Sophomore spotlight: Keanu Neal

In the last edition, our sophomore spotlight shifted from offense to defense, profiling Jarrad Davis. We’ll stick to defense today, continuing to look at how Will Muschamp is replacing the middle of his defense after the NFL Draft pillaged it.

Last season, Florida counted on Cody Riggs (transferred to Notre Dame) and Jaylen Watkins (drafted by the Philadelphia Eagles in the 4th round) to play up top and lead the defense. This year, Florida will turn to a sophomore in Keanu Neal to pick up where players like Reggie Nelson, Major Wright, Ahmad Black and Matt Elam left off.

2013 Stats: 5 tackles (3 solo)

Keanu Neal spent most of the season on special teams but entered spring practice as the clear-cut starter at one safety spot. A hamstring injury sidelined him for the majority of towards the end of spring and was able to participate in the Orange and Blue Debut.

Neal is a physically impressive athlete and a natural safety. He plays fast, smart and physical. Even though he was relegated to special teams as a freshman, his play on the field and work ethic off the field have won over the coaching staff.

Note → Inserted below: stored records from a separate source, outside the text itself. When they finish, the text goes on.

//! TriageX command-line front end.

use std::path::PathBuf;
use std::sync::Arc;

use anyhow::{Context, Result};
use clap::{Parser, Subcommand};

use triagex::api::{HttpPatientStore, PatientStore};
use triagex::config;
use triagex::service::TriageService;
use triagex::triage::{TriageClassifier, TriageFactors, TriageLevel};

#[derive(Parser)]
#[command(name = "triagex", about = "Mass-casualty triage toolkit")]
struct Cli {
    /// Override the persistence API base URL
    #[arg(long)]
    api_base: Option<String>,

    #[command(subcommand)]
    command: Commands,
}

#[derive(Subcommand)]
enum Commands {
    /// Recalculate a patient's triage from their current records
    Recalculate { patient_id: String },
    /// Apply a manual triage override
    Override {
        patient_id: String,
        /// red, yellow, green, or black
        level: TriageLevel,
        #[arg(long)]
        reason: Option<String>,
    },
    /// Classify triage factors from a JSON file, no backend involved
    Classify {
        #[arg(long)]
        file: PathBuf,
    },
    /// List patients with their current triage level and status
    Board,
}

#[tokio::main]
async fn main() -> Result<()> {
    dotenv::dotenv().ok();
    tracing_subscriber::fmt()
        .with_env_filter(
            tracing_subscriber::EnvFilter::try_from_default_env()
                .unwrap_or_else(|_| tracing_subscriber::EnvFilter::new("info")),
        )
        .init();

    let cli = Cli::parse();
    let config = config::load_config().context("failed to load configuration")?;
    let api_base = cli.api_base.unwrap_or(config.api_base);

    match cli.command {
        Commands::Recalculate { patient_id } => {
            let service = TriageService::new(Arc::new(HttpPatientStore::new(api_base)));
            let result = service.recalculate_patient_triage(&patient_id).await;
            println!("{}", serde_json::to_string_pretty(&result)?);
        }
        Commands::Override {
            patient_id,
            level,
            reason,
        } => {
            let service = TriageService::new(Arc::new(HttpPatientStore::new(api_base)));
            service
                .apply_triage_override(&patient_id, level, reason)
                .await
                .context("failed to apply triage override")?;
            println!("Override applied: patient {patient_id} -> {level} ({})", level.status());
        }
        Commands::Classify { file } => {
            let raw = std::fs::read_to_string(&file)
                .with_context(|| format!("failed to read {}", file.display()))?;
            let factors: TriageFactors =
                serde_json::from_str(&raw).context("invalid triage factors JSON")?;
            let result = TriageClassifier::new().classify(&factors);
            println!("{}", serde_json::to_string_pretty(&result)?);
        }
        Commands::Board => {
            let store = HttpPatientStore::new(api_base);
            let patients = store.list_patients().await.context("failed to list patients")?;
            for patient in &patients {
                println!(
                    "{:>6}  {:<8}  {:<12}  {}",
                    patient.id, patient.triage_level, patient.triage_status, patient.name
                );
            }
        }
    }

    Ok(())
}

“He plays very active and is fast,” Muschamp said of Neal following the spring game. “A guy who really flashed at the scrimmage. When you talk in terms of playing at SEC speed, he was playing at SEC speed. Running to the ball, striking, playing blocks, and playing with the ball the deep part of the field a couple of times. He shows up.”

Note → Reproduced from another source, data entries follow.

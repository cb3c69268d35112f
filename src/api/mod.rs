//! REST client for the TriageX persistence backend.
//!
//! The service only needs four logical operations (patient read, vitals
//! history, action history, triage patch) plus a patient listing for the
//! dashboard path; everything else the backend offers stays out of scope.

use async_trait::async_trait;
use serde::de::DeserializeOwned;
use thiserror::Error;
use tracing::debug;

use crate::models::{ActionRecord, PatientPatch, PatientRecord, VitalsRecord};

/// Failure modes of the persistence backend.
#[derive(Debug, Error)]
pub enum StoreError {
    /// Backend answered with a non-success status.
    #[error("API {status}: {body}")]
    Api { status: u16, body: String },
    /// Connection, timeout, or body decode failure.
    #[error("request failed: {0}")]
    Transport(#[from] reqwest::Error),
}

/// Persistence collaborator as seen by the triage service.
#[cfg_attr(test, mockall::automock)]
#[async_trait]
pub trait PatientStore: Send + Sync {
    async fn get_patient(&self, id: &str) -> Result<PatientRecord, StoreError>;
    async fn list_patients(&self) -> Result<Vec<PatientRecord>, StoreError>;
    /// Vitals history ordered oldest to newest.
    async fn list_vitals(&self, patient_id: &str) -> Result<Vec<VitalsRecord>, StoreError>;
    async fn list_actions(&self, patient_id: &str) -> Result<Vec<ActionRecord>, StoreError>;
    async fn patch_patient(&self, id: &str, patch: &PatientPatch) -> Result<(), StoreError>;
}

/// [`PatientStore`] over the backend's JSON REST API.
pub struct HttpPatientStore {
    client: reqwest::Client,
    base: String,
}

impl HttpPatientStore {
    pub fn new(base: impl Into<String>) -> Self {
        let base = base.into().trim_end_matches('/').to_string();
        Self {
            client: reqwest::Client::new(),
            base,
        }
    }

    async fn get_json<T: DeserializeOwned>(&self, path: &str) -> Result<T, StoreError> {
        debug!(path, "GET");
        let response = self.client.get(format!("{}{path}", self.base)).send().await?;
        Ok(Self::check(response).await?.json().await?)
    }

    async fn check(response: reqwest::Response) -> Result<reqwest::Response, StoreError> {
        if response.status().is_success() {
            return Ok(response);
        }
        let status = response.status().as_u16();
        let body = response.text().await.unwrap_or_default();
        Err(StoreError::Api { status, body })
    }
}

#[async_trait]
impl PatientStore for HttpPatientStore {
    async fn get_patient(&self, id: &str) -> Result<PatientRecord, StoreError> {
        self.get_json(&format!("/patients/{id}/")).await
    }

    async fn list_patients(&self) -> Result<Vec<PatientRecord>, StoreError> {
        self.get_json("/patients/").await
    }

    async fn list_vitals(&self, patient_id: &str) -> Result<Vec<VitalsRecord>, StoreError> {
        self.get_json(&format!("/vitalsigns/?patient_id={patient_id}"))
            .await
    }

    async fn list_actions(&self, patient_id: &str) -> Result<Vec<ActionRecord>, StoreError> {
        self.get_json(&format!("/paramedic-actions/?patient_id={patient_id}"))
            .await
    }

    async fn patch_patient(&self, id: &str, patch: &PatientPatch) -> Result<(), StoreError> {
        debug!(id, level = %patch.triage_level, "PATCH patient triage");
        let response = self
            .client
            .patch(format!("{}/patients/{id}/", self.base))
            .json(patch)
            .send()
            .await?;
        Self::check(response).await?;
        Ok(())
    }
}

Neal was a track star in high school but is built like a linebacker. He’s set up to take over as one of the two safeties in Will Muschamp’s offense and is a player that can fill a similar role to what Elam was for the Gators defense.

With Marcus Maye, Jabari Gorman, Marcell Harris and Nick Washington all being viable options, Neal will have his hands full trying to fend them off but has the talent to do just that.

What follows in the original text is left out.